Zahra Zahedis Kunstausstellung in Fürth erkundet Frieden und Menschenrechte
Klaus-Michael JopichZahra Zahedis Kunstausstellung in Fürth erkundet Frieden und Menschenrechte
"Frieden und die Rolle der Kunst" – Neue Ausstellung im kultur.lokal.fürth"
Im Herzen von Fürth hat im kultur.lokal.fürth die Ausstellung "Frieden und die Rolle der Kunst" ihre Pforten geöffnet. Gezeigt werden Werke der iranisch-deutschen Künstlerin Zahra Zahedi, die noch bis zum 7. Dezember zu sehen sind. Der Eintritt ist frei, eine Voranmeldung nicht erforderlich.
Zahra Zahedi, in Teheran geboren und heute in Nürnberg lebend, absolvierte ihre künstlerische Ausbildung an der Faber-Castell-Akademie. Ihre Arbeiten waren bereits in internationalen Ausstellungen zu sehen. Ihr aktuelles Projekt setzt sich mit den Verbindungen zwischen Menschenrechten, öffentlichem Diskurs und künstlerischem Ausdruck auseinander.
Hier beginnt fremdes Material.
// Copyright 2025 The ChromiumOS Authors
// Use of this source code is governed by a BSD-style license that can be
// found in the LICENSE file.

use std::fmt;
use std::path::PathBuf;

use getopts::Options;

#[derive(Debug)]
pub enum Error {
    Parse(getopts::Fail),
    UnknownMode(String),
    ConflictingModes(String, String),
}

impl std::error::Error for Error {}

impl fmt::Display for Error {
    fn fmt(&self, f: &mut fmt::Formatter) -> fmt::Result {
        use Error::*;
        match self {
            Parse(err) => write!(f, "{}", err),
            UnknownMode(mode) => write!(f, "Unknown mode '{}'", mode),
            ConflictingModes(a, b) => write!(f, "Conflicting modes '{}' and '{}'", a, b),
        }
    }
}

pub type Result<T> = std::result::Result<T, Error>;

#[derive(Copy, Clone, Debug, PartialEq, Eq)]
pub enum Mode {
    /// Serve devices until killed.
    Standalone,
    /// Serve devices until the last one is unplugged.
    Udev,
    /// Standalone in the foreground with logs on stderr.
    Debug,
    /// Validate the configuration, list devices and exit.
    Check,
    /// Report whether a daemon is running and what it serves.
    Status,
}

impl Mode {
    fn from_name(name: &str) -> Option<Self> {
        match name {
            "standalone" => Some(Mode::Standalone),
            "udev" => Some(Mode::Udev),
            "debug" => Some(Mode::Debug),
            "check" => Some(Mode::Check),
            "status" => Some(Mode::Status),
            _ => None,
        }
    }

    /// Whether log output also goes to stderr.
    pub fn uses_console(self) -> bool {
        matches!(self, Mode::Debug | Mode::Check | Mode::Status)
    }
}

#[derive(Debug, PartialEq, Eq)]
pub struct Args {
    pub mode: Mode,
    pub background: bool,
    pub config: Option<PathBuf>,
}

fn usage(program: &str, opts: &Options) -> String {
    let brief = format!(
        "Usage: {} [standalone|udev|debug|check|status] [options]\n\
         Serve IPP-over-USB devices as local HTTP servers.  The default mode is debug.",
        program
    );
    opts.usage(&brief)
}

impl Args {
    /// Parse the command line.  Returns `None` if help was printed.
    pub fn parse(argv: &[String]) -> Result<Option<Self>> {
        let program = argv.first().map(String::as_str).unwrap_or("ippusbd");

        let mut opts = Options::new();
        opts.long_only(true);
        opts.optflag("", "bg", "Run in the background");
        opts.optopt("c", "config", "Configuration file", "PATH");
        opts.optflag("h", "help", "Print this help text");

        let matches = opts.parse(argv.iter().skip(1)).map_err(Error::Parse)?;
        if matches.opt_present("h") {
            println!("{}", usage(program, &opts));
            return Ok(None);
        }

        let mut mode: Option<(Mode, &str)> = None;
        for name in &matches.free {
            let parsed = Mode::from_name(name).ok_or_else(|| Error::UnknownMode(name.clone()))?;
            if let Some((_, previous)) = mode {
                return Err(Error::ConflictingModes(previous.to_owned(), name.clone()));
            }
            mode = Some((parsed, name));
        }
        let mode = mode.map(|(mode, _)| mode).unwrap_or(Mode::Debug);

        Ok(Some(Args {
            mode,
            // There is nothing to detach from when debugging.
            background: matches.opt_present("bg") && mode != Mode::Debug,
            config: matches.opt_str("c").map(PathBuf::from),
        }))
    }
}
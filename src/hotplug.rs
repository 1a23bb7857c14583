// Copyright 2025 The ChromiumOS Authors
// Use of this source code is governed by a BSD-style license that can be
// found in the LICENSE file.

use std::sync::atomic::{AtomicBool, Ordering};
use std::sync::Arc;
use std::thread;
use std::time::Duration;

use log::{debug, error, info};
use rusb::{Context, Registration, UsbContext};
use tokio::sync::mpsc;

use crate::device_info::UsbAddr;
use crate::error::Error;
use crate::error::Result;
use crate::pnp::PnpEvent;

// The event thread checks whether it should exit at least this often.
const EVENT_WAIT: Duration = Duration::from_secs(1);

/// Turns libusb arrival and removal notifications into `PnpEvent::Changed`.
///
/// The manager rescans the whole bus on every event, so the callback doesn't need to
/// filter devices.
pub struct HotplugWatcher {
    event_thread_run: Arc<AtomicBool>,
    // These are always Some until the destructor runs.
    registration: Option<Registration<Context>>,
    event_thread: Option<thread::JoinHandle<()>>,
}

impl HotplugWatcher {
    /// Returns `Ok(None)` if libusb has no hotplug support on this platform.  The manager
    /// then falls back to polling.
    pub fn new(context: &Context, events: mpsc::UnboundedSender<PnpEvent>) -> Result<Option<Self>> {
        if !rusb::has_hotplug() {
            info!("libusb has no hotplug support");
            return Ok(None);
        }

        let registration = rusb::HotplugBuilder::new()
            .enumerate(false)
            .register(context, Box::new(CallbackHandler { events }))
            .map_err(Error::RegisterCallback)?;

        let run = Arc::new(AtomicBool::new(true));
        let thread_run = run.clone();
        let context = context.clone();
        let event_thread = thread::Builder::new()
            .name("usb-events".to_owned())
            .spawn(move || {
                while thread_run.load(Ordering::Relaxed) {
                    if let Err(e) = context.handle_events(Some(EVENT_WAIT)) {
                        error!("Failed to handle libusb events: {}", e);
                    }
                }
                debug!("libusb event thread exiting");
            })
            .map_err(Error::SpawnThread)?;

        Ok(Some(Self {
            event_thread_run: run,
            registration: Some(registration),
            event_thread: Some(event_thread),
        }))
    }
}

impl Drop for HotplugWatcher {
    fn drop(&mut self) {
        self.event_thread_run.store(false, Ordering::Relaxed);

        // The callback is unregistered when the registration is dropped.
        drop(self.registration.take());

        if let Some(t) = self.event_thread.take() {
            t.join()
                .unwrap_or_else(|e| error!("Failed to join event thread: {:?}", e));
        }
    }
}

struct CallbackHandler {
    events: mpsc::UnboundedSender<PnpEvent>,
}

impl CallbackHandler {
    fn notify(&self, what: &str, device: &rusb::Device<Context>) {
        debug!("{}: {}", UsbAddr::of(device), what);
        // Sending only fails once the manager is gone, and then nobody cares.
        let _ = self.events.send(PnpEvent::Changed);
    }
}

impl rusb::Hotplug<Context> for CallbackHandler {
    fn device_arrived(&mut self, device: rusb::Device<Context>) {
        self.notify("arrived", &device);
    }

    fn device_left(&mut self, device: rusb::Device<Context>) {
        self.notify("left", &device);
    }
}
Inspiriert ist die Schau von Artikel 3 der Allgemeinen Erklärung der Menschenrechte: "Jeder hat das Recht auf Leben, Freiheit und Sicherheit der Person." Geöffnet ist die Ausstellung donnerstags bis sonntags von 14 bis 18 Uhr. Private Führungen sind nach Vereinbarung möglich. Das kultur.lokal.fürth ist eine neue Initiative des städtischen Kulturamts, die Kunst ins Zentrum von Fürth bringen soll. Unterstützt wird das Projekt von der Evangelischen Siedlungsgemeinschaft in Bayern (ESW) und dem Theaterverein Fürth.
Bis zum 7. Dezember bleibt die Ausstellung bei freiem Eintritt für alle zugänglich. Zahedis Werk regt weiterhin zu Diskussionen über die gesellschaftliche Rolle der Kunst und ihren Bezug zu grundlegenden Rechten an. Das kultur.lokal.fürth plant, sein Programm an zugänglichen Kulturveranstaltungen in der Stadt weiter auszubauen.